What is required: For the entries below, the result should be an exact transcription of the lines from the one with "let params = login.transfer_parameters.unwrap();" up to and including the one with "assert!(!list.success);", and only those.

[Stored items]
□ □ □ □ □ □ □

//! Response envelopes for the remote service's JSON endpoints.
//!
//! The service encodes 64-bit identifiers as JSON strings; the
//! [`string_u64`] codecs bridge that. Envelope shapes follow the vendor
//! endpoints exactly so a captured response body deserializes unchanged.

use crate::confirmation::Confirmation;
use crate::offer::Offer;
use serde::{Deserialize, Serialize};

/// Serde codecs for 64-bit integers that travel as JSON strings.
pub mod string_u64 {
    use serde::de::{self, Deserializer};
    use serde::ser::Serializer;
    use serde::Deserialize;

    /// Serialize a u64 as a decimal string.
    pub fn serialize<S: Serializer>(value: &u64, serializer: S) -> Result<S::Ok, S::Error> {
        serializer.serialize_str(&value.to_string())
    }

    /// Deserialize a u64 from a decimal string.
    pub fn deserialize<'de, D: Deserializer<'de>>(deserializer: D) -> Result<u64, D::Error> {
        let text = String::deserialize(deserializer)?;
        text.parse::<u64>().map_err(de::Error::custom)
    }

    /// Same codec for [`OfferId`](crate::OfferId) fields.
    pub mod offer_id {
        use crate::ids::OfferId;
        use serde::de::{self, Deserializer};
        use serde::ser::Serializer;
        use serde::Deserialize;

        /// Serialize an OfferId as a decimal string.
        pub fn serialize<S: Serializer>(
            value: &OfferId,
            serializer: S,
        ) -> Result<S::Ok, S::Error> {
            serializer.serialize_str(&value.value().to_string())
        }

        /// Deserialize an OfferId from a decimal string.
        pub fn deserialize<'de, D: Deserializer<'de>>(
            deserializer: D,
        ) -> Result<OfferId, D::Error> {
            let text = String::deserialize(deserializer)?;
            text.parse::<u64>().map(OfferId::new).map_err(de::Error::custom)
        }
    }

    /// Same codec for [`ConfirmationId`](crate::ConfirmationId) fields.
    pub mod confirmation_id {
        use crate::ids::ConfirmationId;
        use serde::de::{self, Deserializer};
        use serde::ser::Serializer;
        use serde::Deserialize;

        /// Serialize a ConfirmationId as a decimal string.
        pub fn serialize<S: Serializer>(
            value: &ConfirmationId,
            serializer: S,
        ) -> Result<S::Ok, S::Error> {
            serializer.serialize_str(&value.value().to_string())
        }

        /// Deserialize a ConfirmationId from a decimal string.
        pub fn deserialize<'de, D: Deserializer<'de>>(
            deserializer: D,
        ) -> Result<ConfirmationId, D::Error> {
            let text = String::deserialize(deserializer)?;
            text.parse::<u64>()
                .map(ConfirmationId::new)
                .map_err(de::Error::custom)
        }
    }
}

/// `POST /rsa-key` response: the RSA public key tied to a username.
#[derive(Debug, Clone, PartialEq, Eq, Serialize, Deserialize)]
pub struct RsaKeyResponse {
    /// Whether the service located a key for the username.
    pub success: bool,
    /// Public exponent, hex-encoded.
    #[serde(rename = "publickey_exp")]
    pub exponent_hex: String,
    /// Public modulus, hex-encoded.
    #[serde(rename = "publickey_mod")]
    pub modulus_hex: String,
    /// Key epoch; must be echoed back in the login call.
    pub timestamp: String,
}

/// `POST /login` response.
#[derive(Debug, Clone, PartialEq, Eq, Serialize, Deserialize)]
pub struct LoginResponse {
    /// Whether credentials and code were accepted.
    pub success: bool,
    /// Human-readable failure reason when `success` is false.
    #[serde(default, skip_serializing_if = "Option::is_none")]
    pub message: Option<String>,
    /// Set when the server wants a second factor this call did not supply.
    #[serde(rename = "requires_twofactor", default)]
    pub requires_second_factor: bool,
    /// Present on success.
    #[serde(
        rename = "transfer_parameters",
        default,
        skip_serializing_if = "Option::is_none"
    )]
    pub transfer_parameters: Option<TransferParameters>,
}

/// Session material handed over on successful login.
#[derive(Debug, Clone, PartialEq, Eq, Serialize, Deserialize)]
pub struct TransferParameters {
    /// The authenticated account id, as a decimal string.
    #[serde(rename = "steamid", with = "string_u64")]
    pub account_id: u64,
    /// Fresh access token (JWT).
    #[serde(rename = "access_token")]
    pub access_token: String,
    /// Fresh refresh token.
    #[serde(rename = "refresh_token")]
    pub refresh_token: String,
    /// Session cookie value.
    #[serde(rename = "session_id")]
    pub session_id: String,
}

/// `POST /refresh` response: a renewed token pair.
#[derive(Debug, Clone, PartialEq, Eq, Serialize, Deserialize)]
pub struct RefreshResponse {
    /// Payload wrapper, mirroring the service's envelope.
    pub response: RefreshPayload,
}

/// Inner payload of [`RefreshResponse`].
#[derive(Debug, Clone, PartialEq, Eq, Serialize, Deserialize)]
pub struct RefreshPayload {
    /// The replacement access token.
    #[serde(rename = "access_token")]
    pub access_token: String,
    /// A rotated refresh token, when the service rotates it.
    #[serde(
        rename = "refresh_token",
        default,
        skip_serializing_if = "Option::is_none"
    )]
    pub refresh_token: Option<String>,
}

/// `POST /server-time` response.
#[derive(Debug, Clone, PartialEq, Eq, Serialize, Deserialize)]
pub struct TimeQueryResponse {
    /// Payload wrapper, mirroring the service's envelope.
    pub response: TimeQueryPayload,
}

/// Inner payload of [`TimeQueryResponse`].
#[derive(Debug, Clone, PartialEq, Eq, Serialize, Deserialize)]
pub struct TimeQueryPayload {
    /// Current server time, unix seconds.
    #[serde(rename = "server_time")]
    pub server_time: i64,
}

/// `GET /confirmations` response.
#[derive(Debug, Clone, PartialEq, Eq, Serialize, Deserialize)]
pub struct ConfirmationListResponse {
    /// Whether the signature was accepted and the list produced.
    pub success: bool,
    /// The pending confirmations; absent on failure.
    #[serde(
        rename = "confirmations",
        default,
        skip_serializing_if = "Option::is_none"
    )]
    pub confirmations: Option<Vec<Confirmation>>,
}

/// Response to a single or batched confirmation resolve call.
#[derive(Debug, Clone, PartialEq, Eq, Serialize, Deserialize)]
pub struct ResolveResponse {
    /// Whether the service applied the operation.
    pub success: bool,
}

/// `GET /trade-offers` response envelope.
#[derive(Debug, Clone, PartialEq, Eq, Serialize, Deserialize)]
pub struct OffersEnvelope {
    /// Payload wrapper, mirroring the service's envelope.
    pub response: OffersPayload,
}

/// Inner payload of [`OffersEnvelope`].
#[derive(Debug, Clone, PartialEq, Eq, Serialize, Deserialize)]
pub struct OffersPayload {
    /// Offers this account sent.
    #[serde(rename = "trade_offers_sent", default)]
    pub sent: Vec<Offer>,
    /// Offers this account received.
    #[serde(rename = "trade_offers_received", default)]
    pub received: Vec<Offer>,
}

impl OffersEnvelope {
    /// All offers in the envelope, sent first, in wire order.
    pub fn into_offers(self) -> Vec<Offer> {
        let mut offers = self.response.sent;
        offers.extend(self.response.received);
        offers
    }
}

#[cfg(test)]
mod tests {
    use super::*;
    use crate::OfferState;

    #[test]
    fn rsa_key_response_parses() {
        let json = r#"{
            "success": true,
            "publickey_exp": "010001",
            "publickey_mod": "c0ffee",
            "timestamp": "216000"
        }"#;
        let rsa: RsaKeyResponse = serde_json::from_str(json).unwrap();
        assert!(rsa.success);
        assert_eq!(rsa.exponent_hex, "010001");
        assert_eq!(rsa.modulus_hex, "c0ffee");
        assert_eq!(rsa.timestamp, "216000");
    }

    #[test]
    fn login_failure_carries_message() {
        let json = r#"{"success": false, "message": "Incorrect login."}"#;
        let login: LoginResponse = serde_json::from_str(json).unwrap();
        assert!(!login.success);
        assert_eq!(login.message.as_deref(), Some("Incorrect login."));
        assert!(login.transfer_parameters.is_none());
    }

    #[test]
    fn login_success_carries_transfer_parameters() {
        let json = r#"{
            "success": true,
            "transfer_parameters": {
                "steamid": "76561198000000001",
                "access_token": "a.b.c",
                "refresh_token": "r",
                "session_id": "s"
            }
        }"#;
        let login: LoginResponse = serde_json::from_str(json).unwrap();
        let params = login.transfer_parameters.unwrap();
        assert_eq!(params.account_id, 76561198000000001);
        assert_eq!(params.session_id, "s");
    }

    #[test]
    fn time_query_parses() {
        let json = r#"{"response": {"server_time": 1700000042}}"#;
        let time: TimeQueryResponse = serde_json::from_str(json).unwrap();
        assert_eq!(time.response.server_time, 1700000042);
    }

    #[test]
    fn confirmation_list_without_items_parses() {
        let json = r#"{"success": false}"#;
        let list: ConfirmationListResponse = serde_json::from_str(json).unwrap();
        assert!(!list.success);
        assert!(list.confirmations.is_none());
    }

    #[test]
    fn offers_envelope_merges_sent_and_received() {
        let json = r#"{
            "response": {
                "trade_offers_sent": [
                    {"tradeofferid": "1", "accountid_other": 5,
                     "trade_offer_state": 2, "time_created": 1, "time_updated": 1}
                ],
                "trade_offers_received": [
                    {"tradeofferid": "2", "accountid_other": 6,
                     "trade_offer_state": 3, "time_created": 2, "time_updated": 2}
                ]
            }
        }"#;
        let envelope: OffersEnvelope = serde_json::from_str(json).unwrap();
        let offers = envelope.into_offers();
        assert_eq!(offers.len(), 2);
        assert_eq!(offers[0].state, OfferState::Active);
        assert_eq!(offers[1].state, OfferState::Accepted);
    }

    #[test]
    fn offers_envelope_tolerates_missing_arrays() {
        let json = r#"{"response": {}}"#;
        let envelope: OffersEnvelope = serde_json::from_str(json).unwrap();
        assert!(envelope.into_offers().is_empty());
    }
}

□ □ □ □ □ □ □

Written response:
        let params = login.transfer_parameters.unwrap();
        assert_eq!(params.account_id, 76561198000000001);
        assert_eq!(params.session_id, "s");
    }

    #[test]
    fn time_query_parses() {
        let json = r#"{"response": {"server_time": 1700000042}}"#;
        let time: TimeQueryResponse = serde_json::from_str(json).unwrap();
        assert_eq!(time.response.server_time, 1700000042);
    }

    #[test]
    fn confirmation_list_without_items_parses() {
        let json = r#"{"success": false}"#;
        let list: ConfirmationListResponse = serde_json::from_str(json).unwrap();
        assert!(!list.success);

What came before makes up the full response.